• _What is being asked_: Your answer should consist of every line in the records that holds "usize".

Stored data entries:
* * * * * * * * *

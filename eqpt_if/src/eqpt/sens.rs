//! # Process Sensors

// ------------------------------------------------------------------------------------------------
// IMPORTS
// ------------------------------------------------------------------------------------------------

use serde::{Deserialize, Serialize};

use super::EqptError;

// ------------------------------------------------------------------------------------------------
// STRUCTS
// ------------------------------------------------------------------------------------------------

/// One reading of the process sensor bus.
#[derive(Serialize, Deserialize, Debug, Clone, Copy, Default, PartialEq)]
pub struct SensorData {
    /// Measured arc voltage in volts
    pub voltage_v: f64,

    /// Measured arc current in amps
    pub current_a: f64,

    /// Measured arc length in millimetres
    pub arc_length_mm: f64,

    /// Measured torch temperature in degrees celcius
    pub temperature_degc: f64,
}

// ------------------------------------------------------------------------------------------------
// TRAITS
// ------------------------------------------------------------------------------------------------

/// Process sensor bus.
pub trait SensorInterface: Send + Sync {
    /// Read the latest sensor values.
    fn read_sensors(&self) -> Result<SensorData, EqptError>;

    /// Returns true if the sensor bus is connected.
    fn is_connected(&self) -> bool;
}
//! # Controllers module
//!
//! This module provides the joint space control laws used during trajectory execution. Every
//! controller implements [`Controller`] so the weld controller can select one from its parameters
//! without depending on which law is in use.
//!
//! Each controller owns its accumulated state (integrals, previous errors, parameter estimates)
//! and only [`Controller::reset`] clears it.

// ---------------------------------------------------------------------------
// MODULES
// ---------------------------------------------------------------------------

mod adaptive;
mod impedance;
mod params;
mod pid;

// ---------------------------------------------------------------------------
// IMPORTS
// ---------------------------------------------------------------------------

use log::debug;
use nalgebra::DVector;

pub use adaptive::*;
pub use impedance::*;
pub use params::*;
pub use pid::*;

// ---------------------------------------------------------------------------
// TRAITS
// ---------------------------------------------------------------------------

/// A multi-channel control law.
pub trait Controller: Send {
    /// Compute the control output for one step.
    ///
    /// # Panics
    /// - If `current` or `desired` doesn't have one entry per channel.
    fn compute_control(
        &mut self,
        current: &DVector<f64>,
        desired: &DVector<f64>,
        dt_s: f64,
    ) -> DVector<f64>;

    /// Clear all accumulated state.
    fn reset(&mut self);

    /// Replace the controller's parameters with a flat parameter vector.
    ///
    /// The layout of the vector is specific to each controller.
    fn set_parameters(&mut self, params: &DVector<f64>) -> Result<(), CtrlError>;

    /// Get the controller's parameters as a flat vector, in the same layout accepted by
    /// [`Controller::set_parameters`].
    fn get_parameters(&self) -> DVector<f64>;

    /// Number of channels the controller acts on.
    fn num_channels(&self) -> usize;
}

// ---------------------------------------------------------------------------
// ENUMERATIONS
// ---------------------------------------------------------------------------

/// Possible errors that can occur in the controllers.
#[derive(Debug, Clone, thiserror::Error)]
pub enum CtrlError {
    #[error("Expected a parameter vector of length {expected}, found {found}")]
    InvalidParamLength { expected: usize, found: usize },

    #[error("Invalid controller parameters: {0}")]
    InvalidParams(String),
}

// ---------------------------------------------------------------------------
// PUBLIC FUNCTIONS
// ---------------------------------------------------------------------------

/// Build the controller selected in the parameters for the given number of channels.
pub fn build(
    params: &CtrlParams,
    num_channels: usize,
) -> Result<Box<dyn Controller + Send>, CtrlError> {
    debug!("Building {:?} controller for {} channels", params.kind, num_channels);

    Ok(match params.kind {
        CtrlKind::Pid => Box::new(PidController::new(&params.pid, num_channels)?),
        CtrlKind::Impedance => {
            Box::new(ImpedanceController::new(&params.impedance, num_channels)?)
        }
        CtrlKind::Adaptive => Box::new(AdaptiveController::new(&params.adaptive, num_channels)?),
    })
}

// ---------------------------------------------------------------------------
// PRIVATE FUNCTIONS
// ---------------------------------------------------------------------------

/// Expand a per-channel parameter list, a single value is applied to every channel.
fn per_channel(name: &str, values: &[f64], num_channels: usize) -> Result<DVector<f64>, CtrlError> {
    match values.len() {
        1 => Ok(DVector::from_element(num_channels, values[0])),
        n if n == num_channels => Ok(DVector::from_column_slice(values)),
        n => Err(CtrlError::InvalidParams(format!(
            "{} has {} entries, expected 1 or {}",
            name, n, num_channels
        ))),
    }
}

fn check_param_len(params: &DVector<f64>, expected: usize) -> Result<(), CtrlError> {
    if params.len() != expected {
        Err(CtrlError::InvalidParamLength {
            expected,
            found: params.len(),
        })
    } else {
        Ok(())
    }
}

* * * * * * * * *

• _Exercise result_:
    fn num_channels(&self) -> usize;
    InvalidParamLength { expected: usize, found: usize },
    num_channels: usize,
fn per_channel(name: &str, values: &[f64], num_channels: usize) -> Result<DVector<f64>, CtrlError> {
fn check_param_len(params: &DVector<f64>, expected: usize) -> Result<(), CtrlError> {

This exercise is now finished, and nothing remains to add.